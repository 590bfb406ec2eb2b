//! Named shared-memory buffers.
//!
//! A [`SharedBuffer`] is one named segment holding a one-byte liveness flag
//! followed by the payload. Exactly one handle is the *master*: it created
//! the segment and is the only handle allowed to unlink it. Any number of
//! *attachers* map the same name. The master's teardown order is what lets
//! attachers notice the unlink before their own mapping goes away:
//! set flag, release views, close descriptor, unlink name.

use std::mem::ManuallyDrop;
use std::sync::atomic::{AtomicU8, Ordering};
use std::sync::{Arc, Mutex, MutexGuard};

use log::warn;

use crate::platform::{self, Mapping};
use crate::ShmError;

/// Offset of the payload within the mapping; byte 0 is the liveness flag.
const PAYLOAD_OFFSET: usize = 1;

const FLAG_LIVE: u8 = 0;
const FLAG_UNLINKED: u8 = 1;

struct BufState {
    map: Option<Mapping>,
    fd: i32,
    closed: bool,
}

impl BufState {
    fn flag(&self) -> Option<&AtomicU8> {
        // SAFETY: byte 0 of a live mapping is the flag; AtomicU8 is
        // alignment-free and the mapping outlives the returned borrow.
        self.map.as_ref().map(|m| unsafe { &*m.as_ptr().cast::<AtomicU8>() })
    }

    fn payload_ptr(&self) -> Option<*mut u8> {
        // SAFETY: the payload starts one byte into the mapping.
        self.map.as_ref().map(|m| unsafe { m.as_ptr().add(PAYLOAD_OFFSET) })
    }
}

struct BufShared {
    name: String,
    size_nbytes: usize,
    master: bool,
    state: Mutex<BufState>,
}

impl BufShared {
    /// Release the segment. For the master the order is load-bearing:
    /// flag first, then the mapping, then the descriptor, then the name.
    fn close(&self) {
        let mut state = self.state.lock().unwrap();
        if state.closed {
            return;
        }
        state.closed = true;
        if self.master {
            if let Some(flag) = state.flag() {
                flag.store(FLAG_UNLINKED, Ordering::Release);
            }
        }
        state.map = None;
        platform::close_fd(state.fd);
        state.fd = -1;
        if self.master {
            if let Err(e) = platform::shm_unlink(&self.name) {
                warn!("shm_unlink({}) failed: {e}", self.name);
            }
        }
    }
}

impl Drop for BufShared {
    fn drop(&mut self) {
        self.close();
    }
}

/// One named region of shared memory.
pub struct SharedBuffer {
    shared: Arc<BufShared>,
}

impl SharedBuffer {
    /// Create a fresh segment under a random name, retrying on collisions.
    ///
    /// `size_nbytes` is the payload size; the segment itself is one byte
    /// larger to carry the liveness flag.
    pub fn create(size_nbytes: usize) -> Result<Self, ShmError> {
        let alloc = size_nbytes + PAYLOAD_OFFSET;
        loop {
            let name = format!("/pt-{:016x}", rand::random::<u64>());
            let fd = match platform::shm_create_excl(&name, alloc) {
                Ok(fd) => fd,
                Err(e) if platform::is_eexist(&e) => continue,
                Err(e) => return Err(e),
            };
            let map = match Mapping::from_fd(fd, alloc) {
                Ok(map) => map,
                Err(e) => {
                    platform::close_fd(fd);
                    let _ = platform::shm_unlink(&name);
                    return Err(e);
                }
            };
            let state = BufState {
                map: Some(map),
                fd,
                closed: false,
            };
            state
                .flag()
                .expect("fresh mapping")
                .store(FLAG_LIVE, Ordering::Release);
            return Ok(Self {
                shared: Arc::new(BufShared {
                    name,
                    size_nbytes,
                    master: true,
                    state: Mutex::new(state),
                }),
            });
        }
    }

    /// Attach to an existing segment by name. The payload size must match the
    /// size the master created it with.
    pub fn open(name: &str, size_nbytes: usize) -> Result<Self, ShmError> {
        let alloc = size_nbytes + PAYLOAD_OFFSET;
        let fd = platform::shm_open_rw(name)?;
        let map = match Mapping::from_fd(fd, alloc) {
            Ok(map) => map,
            Err(e) => {
                platform::close_fd(fd);
                return Err(e);
            }
        };
        Ok(Self {
            shared: Arc::new(BufShared {
                name: name.to_owned(),
                size_nbytes,
                master: false,
                state: Mutex::new(BufState {
                    map: Some(map),
                    fd,
                    closed: false,
                }),
            }),
        })
    }

    /// The system-wide segment name.
    #[inline]
    pub fn name(&self) -> &str {
        &self.shared.name
    }

    /// Payload size in bytes.
    #[inline]
    pub fn size_nbytes(&self) -> usize {
        self.shared.size_nbytes
    }

    /// True for the handle that created (and will unlink) the segment.
    #[inline]
    pub fn is_master(&self) -> bool {
        self.shared.master
    }

    /// Lock-guarded direct access to the payload bytes.
    pub fn get_direct(&self) -> Result<PayloadGuard<'_>, ShmError> {
        let state = self.shared.state.lock().unwrap();
        if state.closed {
            return Err(ShmError::Closed);
        }
        let ptr = state.payload_ptr().ok_or(ShmError::Closed)?;
        Ok(PayloadGuard {
            _state: state,
            ptr,
            len: self.shared.size_nbytes,
        })
    }

    /// As [`get_direct`](Self::get_direct), but the guard owns its handle and
    /// carries no borrow, so it can live inside result objects that outlive
    /// the call frame. The per-handle lock is held until the guard drops.
    pub fn get_direct_owned(&self) -> Result<OwnedPayloadGuard, ShmError> {
        let state = self.shared.state.lock().unwrap();
        if state.closed {
            return Err(ShmError::Closed);
        }
        let ptr = state.payload_ptr().ok_or(ShmError::Closed)?;
        // SAFETY: the guard's lifetime is tied to the Mutex inside
        // BufShared; the Arc held alongside keeps that Mutex alive for as
        // long as the transmuted guard exists, and the field drop order in
        // OwnedPayloadGuard releases the guard first.
        let state: MutexGuard<'static, BufState> = unsafe { std::mem::transmute(state) };
        Ok(OwnedPayloadGuard {
            guard: ManuallyDrop::new(state),
            _shared: Arc::clone(&self.shared),
            ptr,
            len: self.shared.size_nbytes,
        })
    }

    /// Has the master unlinked the segment (or this handle been closed)?
    pub fn is_unlinked(&self) -> bool {
        let state = self.shared.state.lock().unwrap();
        if state.closed {
            return true;
        }
        match state.flag() {
            Some(flag) => flag.load(Ordering::Acquire) == FLAG_UNLINKED,
            None => true,
        }
    }

    pub fn is_closed(&self) -> bool {
        self.shared.state.lock().unwrap().closed
    }

    /// Release this handle's segment. Idempotent.
    pub fn close(&self) {
        self.shared.close();
    }
}

/// Scoped view over a buffer's payload. Holds the per-handle lock.
pub struct PayloadGuard<'a> {
    _state: MutexGuard<'a, BufState>,
    ptr: *mut u8,
    len: usize,
}

impl PayloadGuard<'_> {
    #[inline]
    pub fn as_slice(&self) -> &[u8] {
        // SAFETY: ptr/len describe the payload of a mapping kept alive by
        // the held lock.
        unsafe { std::slice::from_raw_parts(self.ptr, self.len) }
    }

    #[inline]
    pub fn as_mut_slice(&mut self) -> &mut [u8] {
        // SAFETY: as above; &mut self gives unique access through this guard.
        unsafe { std::slice::from_raw_parts_mut(self.ptr, self.len) }
    }

    #[inline]
    pub fn len(&self) -> usize {
        self.len
    }

    #[inline]
    pub fn is_empty(&self) -> bool {
        self.len == 0
    }
}

/// An owning payload guard: keeps the buffer (and its lock) alive without
/// borrowing from the handle.
pub struct OwnedPayloadGuard {
    guard: ManuallyDrop<MutexGuard<'static, BufState>>,
    _shared: Arc<BufShared>,
    ptr: *mut u8,
    len: usize,
}

impl OwnedPayloadGuard {
    #[inline]
    pub fn as_slice(&self) -> &[u8] {
        // SAFETY: the held lock pins the mapping for the guard's lifetime.
        unsafe { std::slice::from_raw_parts(self.ptr, self.len) }
    }

    #[inline]
    pub fn as_mut_slice(&mut self) -> &mut [u8] {
        // SAFETY: as above; &mut self gives unique access.
        unsafe { std::slice::from_raw_parts_mut(self.ptr, self.len) }
    }

    #[inline]
    pub fn len(&self) -> usize {
        self.len
    }

    #[inline]
    pub fn is_empty(&self) -> bool {
        self.len == 0
    }
}

impl Drop for OwnedPayloadGuard {
    fn drop(&mut self) {
        // The lock must release before the Arc (and with it the Mutex) can
        // go away.
        // SAFETY: dropped exactly once, here.
        unsafe { ManuallyDrop::drop(&mut self.guard) };
    }
}

#[cfg(test)]
mod tests {
    use super::*;

    #[test]
    fn create_open_share_bytes() {
        let master = SharedBuffer::create(64).unwrap();
        let attacher = SharedBuffer::open(master.name(), 64).unwrap();

        master.get_direct().unwrap().as_mut_slice()[..4].copy_from_slice(b"abcd");
        assert_eq!(&attacher.get_direct().unwrap().as_slice()[..4], b"abcd");
        assert!(!attacher.is_unlinked());
    }

    #[test]
    fn attacher_sees_unlink_flag() {
        let master = SharedBuffer::create(16).unwrap();
        let attacher = SharedBuffer::open(master.name(), 16).unwrap();
        master.close();
        assert!(attacher.is_unlinked());
        // The name is gone: a new open must fail.
        assert!(SharedBuffer::open(attacher.name(), 16).is_err());
    }

    #[test]
    fn closed_handle_refuses_access() {
        let buf = SharedBuffer::create(16).unwrap();
        buf.close();
        assert!(matches!(buf.get_direct(), Err(ShmError::Closed)));
        assert!(buf.is_unlinked());
    }

    #[test]
    fn owned_guard_outlives_the_call_frame() {
        let buf = SharedBuffer::create(8).unwrap();
        let guard = {
            let mut g = buf.get_direct_owned().unwrap();
            g.as_mut_slice().copy_from_slice(b"12345678");
            g
        };
        assert_eq!(guard.as_slice(), b"12345678");
        drop(guard);
        // The lock is free again.
        assert!(buf.get_direct().is_ok());
    }
}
_ _ _ _
- [Work to be completed] What is the number of lines in the entries above that contain the string "warn"? Reply with the number and nothing more.

- [Expected answer] 2